Yesterday was a little rough. He woke up crying, but didn't improve his mood much over breakfast as he often seems to. I did learn that he likes fried eggs and LilDude's rice bread. He ate very well. But as soon as the kids left he wanted to see photos of the foster family on the computer. This time he repeated "Ni Ni" (Granny = foster mom) and quietly cried.
I was thankful for a distraction in the form of Jennifer with Ethan (just his age!) who came to visit for the morning. We jogged the boys up and down the street. (Thanks, Ethan, for saying that I won!) Then hung out while they played. During this time I learned that GG adores corn flakes. Throughout the day I probably refilled a little Tupperware container for him about 10-12 times. Today he repeatedly rejected congee in favor of corn flakes. This wasn't my idea, believe me! At this point, however, I'm encouraging "grazing"; hopefully a full tummy will help to keep his spirits up.
GG did nap alone in bed for the first time. I sat in the doorway of my bedroom and read a book while he lay down on my bed and went to sleep. That was progress. I was
In the afternoon, we tried going out in public for the first time as I needed to pick Lizzi up at the school office for her piano lesson. When the secretary came up to him, he visibly cowered and buried his head in my chest, all while in the Ergo. Similar behavior happened at church when he saw the piano teacher. It's good we're staying home.

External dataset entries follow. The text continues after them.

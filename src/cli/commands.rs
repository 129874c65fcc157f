//! CLI commands implementation.
//!
//! This module contains the CLI parser and dispatches to the pipeline.

use std::net::SocketAddr;
use std::path::PathBuf;
use std::sync::Arc;

use clap::{Parser, Subcommand};
use console::style;
use tokio::sync::{mpsc, watch};

use crate::config::Settings;
use crate::pipeline::{BatchRunReport, BatchRunner, Orchestrator, RunOptions};
use crate::rate_limit::TokenBucket;
use crate::search::{HttpSearchIndex, NullSearchIndex, SearchIndex};
use crate::server::{self, AppState};
use crate::source::{DocumentSource, HttpDocumentSource, SourceQuery};
use crate::stages::{ProviderSet, StageRegistry};
use crate::store::{AsyncSqlitePool, DedupStore, SqliteDedupStore};

use super::progress::BatchProgress;

#[derive(Parser)]
#[command(name = "lex")]
#[command(about = "Court document ingestion and enrichment pipeline")]
#[command(version)]
pub struct Cli {
    /// Config file path (overrides auto-discovery)
    #[arg(short, long, global = true)]
    config: Option<PathBuf>,

    /// Enable verbose logging
    #[arg(short, long, global = true)]
    pub verbose: bool,

    #[command(subcommand)]
    command: Commands,
}

/// Check if verbose mode is enabled (for early logging setup).
pub fn is_verbose() -> bool {
    std::env::args().any(|arg| arg == "-v" || arg == "--verbose")
}

#[derive(Subcommand)]
enum Commands {
    /// Initialize the data directory and database
    Init,

    /// Run an ingestion batch against the document source
    Run {
        /// Restrict to one court (e.g. "txed")
        #[arg(long)]
        court: Option<String>,
        /// Only documents filed on or after this date (YYYY-MM-DD)
        #[arg(long)]
        filed_after: Option<chrono::NaiveDate>,
        /// Only documents filed on or before this date (YYYY-MM-DD)
        #[arg(long)]
        filed_before: Option<chrono::NaiveDate>,
        /// Stop after this many documents (0 = until source exhausted)
        #[arg(short, long, default_value = "0")]
        max_documents: usize,
        /// Re-enrich and overwrite documents that are already stored
        #[arg(short, long)]
        force: bool,
        /// Fail documents whose expected stages fail
        #[arg(long)]
        strict: bool,
        /// Number of pipeline workers
        #[arg(long)]
        concurrency: Option<usize>,
        /// Show a progress bar
        #[arg(short = 'P', long)]
        progress: bool,
    },

    /// Show store statistics
    Status,

    /// Serve the batch trigger API
    Serve {
        /// Address to bind
        #[arg(long, default_value = "127.0.0.1:8600")]
        bind: SocketAddr,
    },
}

/// Parse arguments and dispatch.
pub async fn run() -> anyhow::Result<()> {
    let cli = Cli::parse();
    let settings = Settings::load(cli.config.as_deref())?;

    match cli.command {
        Commands::Init => cmd_init(&settings).await,
        Commands::Run {
            court,
            filed_after,
            filed_before,
            max_documents,
            force,
            strict,
            concurrency,
            progress,
        } => {
            let query = SourceQuery {
                court,
                filed_after,
                filed_before,
            };
            let opts = RunOptions {
                concurrency: concurrency.unwrap_or(settings.pipeline.concurrency),
                max_documents: (max_documents > 0).then_some(max_documents),
                page_size: settings.source.page_size,
                force,
                strict: strict || settings.pipeline.strict,
            };
            cmd_run(&settings, query, opts, progress).await
        }
        Commands::Status => cmd_status(&settings).await,
        Commands::Serve { bind } => cmd_serve(&settings, bind).await,
    }
}

/// Build the store backend from settings.
async fn open_store(settings: &Settings) -> anyhow::Result<Arc<dyn DedupStore>> {
    let db_path = settings.storage.database_path();
    if let Some(parent) = db_path.parent() {
        std::fs::create_dir_all(parent)?;
    }
    let store = SqliteDedupStore::new(AsyncSqlitePool::from_path(&db_path));
    store.init_schema().await?;
    Ok(Arc::new(store))
}

fn build_search(settings: &Settings) -> anyhow::Result<Arc<dyn SearchIndex>> {
    match &settings.search.endpoint {
        Some(endpoint) => Ok(Arc::new(HttpSearchIndex::new(
            endpoint,
            std::time::Duration::from_secs(settings.source.request_timeout_secs),
            settings.search.push_attempts,
        )?)),
        None => Ok(Arc::new(NullSearchIndex)),
    }
}

fn build_source(settings: &Settings) -> anyhow::Result<Arc<dyn DocumentSource>> {
    let bucket = TokenBucket::new(settings.rate_limit_config());
    let source = HttpDocumentSource::new(settings.source_client_config()?, bucket)?;
    Ok(Arc::new(source))
}

fn build_orchestrator(
    settings: &Settings,
    store: Arc<dyn DedupStore>,
) -> anyhow::Result<Arc<Orchestrator>> {
    let search = build_search(settings)?;
    Ok(Arc::new(Orchestrator::new(
        StageRegistry::standard(ProviderSet::default()),
        store,
        search,
        settings.stage_timeout(),
    )))
}

async fn cmd_init(settings: &Settings) -> anyhow::Result<()> {
    let data_dir = settings.storage.data_dir();
    std::fs::create_dir_all(&data_dir)?;
    let _ = open_store(settings).await?;
    println!(
        "{} Initialized data directory at {}",
        style("✓").green(),
        data_dir.display()
    );
    Ok(())
}

async fn cmd_run(
    settings: &Settings,
    query: SourceQuery,
    opts: RunOptions,
    progress: bool,
) -> anyhow::Result<()> {
    let store = open_store(settings).await?;
    let orchestrator = build_orchestrator(settings, store)?;
    let source = build_source(settings)?;
    let runner = BatchRunner::new(source, orchestrator);

    // Ctrl-C flips the cancellation signal; in-flight documents finish,
    // nothing new is dispatched.
    let (cancel_tx, cancel_rx) = watch::channel(false);
    tokio::spawn(async move {
        if tokio::signal::ctrl_c().await.is_ok() {
            tracing::info!("cancellation requested, finishing in-flight work");
            let _ = cancel_tx.send(true);
        }
    });

    let (event_tx, progress_task) = if progress {
        let (tx, rx) = mpsc::channel(64);
        let task = tokio::spawn(BatchProgress::new().drive(rx));
        (Some(tx), Some(task))
    } else {
        (None, None)
    };

    let report = runner.run(query, opts, cancel_rx, event_tx).await?;
    if let Some(task) = progress_task {
        let _ = task.await;
    }

    print_report(&report);
    Ok(())
}

fn print_report(report: &BatchRunReport) {
    let marker = if report.cancelled {
        style("⚠ cancelled").yellow().to_string()
    } else {
        style("✓ complete").green().to_string()
    };
    println!("\nBatch {}", marker);
    println!("  candidates:  {}", report.total_candidates);
    println!("  new:         {}", report.new_documents);
    println!("  updated:     {}", report.updated_documents);
    println!("  duplicates:  {}", report.duplicates);
    println!("  failed:      {}", report.failed_documents);
    println!(
        "  avg completeness: {:.0}%",
        report.average_completeness * 100.0
    );

    if !report.stage_stats.is_empty() {
        println!("\n  stages:");
        for (name, stats) in &report.stage_stats {
            println!(
                "    {:<24} {} ok / {} failed / {} skipped",
                name, stats.succeeded, stats.failed, stats.skipped
            );
        }
    }

    for error in &report.errors {
        let target = error
            .document_id
            .as_deref()
            .or(error.cursor.as_deref())
            .unwrap_or("batch");
        println!(
            "  {} [{}] {}: {}",
            style("✗").red(),
            error.kind.as_str(),
            target,
            error.detail
        );
    }
}

async fn cmd_status(settings: &Settings) -> anyhow::Result<()> {
    let store = open_store(settings).await?;
    let count = store.count().await?;
    println!("{} stored documents: {}", style("→").cyan(), count);
    println!("  database: {}", settings.storage.database_path().display());
    Ok(())
}

async fn cmd_serve(settings: &Settings, bind: SocketAddr) -> anyhow::Result<()> {
    let store = open_store(settings).await?;
    let orchestrator = build_orchestrator(settings, store)?;
    let source = build_source(settings)?;

    let state = AppState::new(
        source,
        orchestrator,
        settings.source.page_size,
        settings.pipeline.concurrency,
    );

    println!(
        "{} Starting lexingest trigger API at http://{}",
        style("→").cyan(),
        bind
    );
    println!("  Press Ctrl+C to stop");

    server::serve(state, bind).await
}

Over the course of the day he had multiple instances of getting mad at LilDude. It's been fairly easy to redirect him with "gentle" and redoing an instance of hitting with a gentle pat. This is in stark contrast to LilDude's ability to redirect at the same age, so I'm very hopeful.

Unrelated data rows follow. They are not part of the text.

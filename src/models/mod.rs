//! Domain models shared across the pipeline.

mod document;

pub use document::{
    CandidateDocument, DocumentType, EnrichedDocument, StageResult, StageStatus, StoredRecord,
    WorkingDocument,
};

At dinner we learned that he loves ham loaf, corn and cheesy potatoes. He also ate a little bread but refused the most amazing raspberry cream cheese dessert. It seems that anything berry is so new that even the idea of trying it repulses him. That's okay. The rest of the family didn't seem to have a problem with it. :) (Thanks, Judy! After we were done eating, there were several loud exclamations of adoration for dinner.)
In the evening he happily went outside with Daddy. They've invented a new game, sneaking around the house, peering in windows to see who they can find to spy on. I don't think we're creating a Peeping Tom. ;) When he finds one of us, he giggles and giggles.

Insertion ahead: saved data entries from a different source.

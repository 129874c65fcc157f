//! Built-in stage implementations.
//!
//! `ProviderStage` adapts an external `EnrichmentProvider` to the stage
//! contract; the two aggregation stages are self-contained.

use async_trait::async_trait;
use serde_json::{Map, Value};
use std::sync::Arc;

use crate::models::{DocumentType, WorkingDocument};

use super::provider::{EnrichmentProvider, ProviderContext};
use super::{Stage, StageError, StageOutput};

use DocumentType::{Docket, LeadOpinion, Opinion, Other};

/// Stage backed by an external enrichment provider.
pub struct ProviderStage {
    name: &'static str,
    owned: &'static [&'static str],
    expected_types: &'static [DocumentType],
    /// Field that must already be present, or the stage skips itself.
    requires: Option<&'static str>,
    provider: Arc<dyn EnrichmentProvider>,
}

impl ProviderStage {
    pub fn court_resolution(provider: Arc<dyn EnrichmentProvider>) -> Self {
        Self {
            name: "court-resolution",
            owned: &["court_name", "court_id"],
            expected_types: &[Opinion, Docket, LeadOpinion, Other],
            requires: None,
            provider,
        }
    }

    pub fn citation_extraction(provider: Arc<dyn EnrichmentProvider>) -> Self {
        Self {
            name: "citation-extraction",
            owned: &["citations"],
            expected_types: &[Opinion, LeadOpinion],
            requires: None,
            provider,
        }
    }

    pub fn citation_validation(provider: Arc<dyn EnrichmentProvider>) -> Self {
        Self {
            name: "citation-validation",
            owned: &["citations_valid", "citation_errors"],
            expected_types: &[Opinion, LeadOpinion],
            requires: Some("citations"),
            provider,
        }
    }

    pub fn reporter_normalization(provider: Arc<dyn EnrichmentProvider>) -> Self {
        Self {
            name: "reporter-normalization",
            owned: &["reporters"],
            expected_types: &[Opinion, LeadOpinion],
            requires: Some("citations"),
            provider,
        }
    }

    pub fn judge_enhancement(provider: Arc<dyn EnrichmentProvider>) -> Self {
        Self {
            name: "judge-enhancement",
            owned: &["judges", "panel"],
            expected_types: &[Opinion, Docket, LeadOpinion],
            requires: None,
            provider,
        }
    }

    pub fn structure_analysis(provider: Arc<dyn EnrichmentProvider>) -> Self {
        Self {
            name: "structure-analysis",
            owned: &["structure"],
            expected_types: &[Opinion, LeadOpinion],
            requires: None,
            provider,
        }
    }

    pub fn keyword_extraction(provider: Arc<dyn EnrichmentProvider>) -> Self {
        Self {
            name: "keyword-extraction",
            owned: &["keywords"],
            expected_types: &[Opinion, Docket, LeadOpinion],
            requires: None,
            provider,
        }
    }
}

#[async_trait]
impl Stage for ProviderStage {
    fn name(&self) -> &str {
        self.name
    }

    fn owned_fields(&self) -> &[&str] {
        self.owned
    }

    fn is_expected(&self, document_type: DocumentType) -> bool {
        self.expected_types.contains(&document_type)
    }

    async fn apply(&self, doc: &WorkingDocument) -> Result<StageOutput, StageError> {
        // A document type outside this stage's scope is skipped, not failed;
        // there is no citation work to do on a docket sheet.
        if !self.expected_types.contains(&doc.candidate.document_type) {
            return Ok(StageOutput::Skipped);
        }
        if let Some(required) = self.requires {
            if doc.field(required).is_none() {
                return Ok(StageOutput::Skipped);
            }
        }

        let context = ProviderContext {
            document_type: doc.candidate.document_type,
            court: &doc.candidate.court,
            case_name: &doc.candidate.case_name,
            fields: &doc.fields,
        };

        let fields = self
            .provider
            .enrich(&doc.candidate.raw_content, &context)
            .await?;

        Ok(StageOutput::Fields(fields))
    }
}

/// Copies a whitelist of source metadata keys into the enriched field map so
/// downstream consumers see them without reaching back to the source record.
pub struct MetadataCarryStage {
    carried_keys: &'static [&'static str],
}

impl Default for MetadataCarryStage {
    fn default() -> Self {
        Self {
            carried_keys: &["nature_of_suit", "precedential_status", "source_court_url"],
        }
    }
}

#[async_trait]
impl Stage for MetadataCarryStage {
    fn name(&self) -> &str {
        "metadata-carry"
    }

    fn owned_fields(&self) -> &[&str] {
        &["source_metadata"]
    }

    fn is_expected(&self, _document_type: DocumentType) -> bool {
        true
    }

    async fn apply(&self, doc: &WorkingDocument) -> Result<StageOutput, StageError> {
        let mut carried = Map::new();
        for key in self.carried_keys {
            if let Some(value) = doc.candidate.source_metadata.get(*key) {
                carried.insert((*key).to_string(), value.clone());
            }
        }

        let mut fields = Map::new();
        fields.insert("source_metadata".to_string(), Value::Object(carried));
        Ok(StageOutput::Fields(fields))
    }
}

/// Flattens keywords and citations produced by earlier stages into one
/// `search_terms` list for the search index. Not expected for any document
/// type; it only aggregates what upstream stages produced.
pub struct KeywordAggregationStage;

#[async_trait]
impl Stage for KeywordAggregationStage {
    fn name(&self) -> &str {
        "keyword-aggregation"
    }

    fn owned_fields(&self) -> &[&str] {
        &["search_terms"]
    }

    fn is_expected(&self, _document_type: DocumentType) -> bool {
        false
    }

    async fn apply(&self, doc: &WorkingDocument) -> Result<StageOutput, StageError> {
        let mut terms: Vec<String> = Vec::new();
        for source in ["keywords", "citations"] {
            if let Some(Value::Array(values)) = doc.field(source) {
                terms.extend(
                    values
                        .iter()
                        .filter_map(|v| v.as_str())
                        .map(|s| s.to_string()),
                );
            }
        }

        if terms.is_empty() {
            return Ok(StageOutput::Skipped);
        }

        terms.sort();
        terms.dedup();

        let mut fields = Map::new();
        fields.insert("search_terms".to_string(), serde_json::json!(terms));
        Ok(StageOutput::Fields(fields))
    }
}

Then both boys in the bathtub, which they've come to love as a nightly ritual. LilDude is the cleanest he's been in years!
Anyway, I think things continue to go as well as can be expected. Although I don't want to jinx myself by saying too much, this process seems to be relationally less complex than it was to bring home LilDude at 6 months. Now, granted, we had a 6 month honeymoon with LilDude in which everything looked perfect. So I don't want to speak too soon. But LilDude suffered from multiple transitions in that 6 months. GG, in contrast, has had 3 years of consistent, loving care. It shows. Day to day life is harder because I'm watching a child who has no sense of what's safe in this foreign environment...not to mention the fact that he can move at 100 miles an hour and doesn't listen when I say "that will land you in the hospital!" in English. But relationally, he really wants to seek us out.
Thank God.
P.S. We had no potty accidents today. My solution? (Try to picture this.)
1. Lift child up in the air, tipping him head down, bottom and legs up.
2. Pull his pants UP to his ankles in one swoop.
3. In the next swoop, pop him straight onto the potty.
It's an UUUUPPPPPPPP, then PLOP motion.
Works so far. Apparently, one is less likely to pee when one's bottom is hanging upside down in mid-air.
3 comments:
Janessa read the potty part with me. She asked, "Why does she do that?" Then she answered herself: "Mmm. She must be tired!"
: )
Tell Janessa that she's RIGHT! ;)
Oh come on! My son with a big mouth! Now my competitive nature will inspire me get back to work so I can keep up and at least finish the race.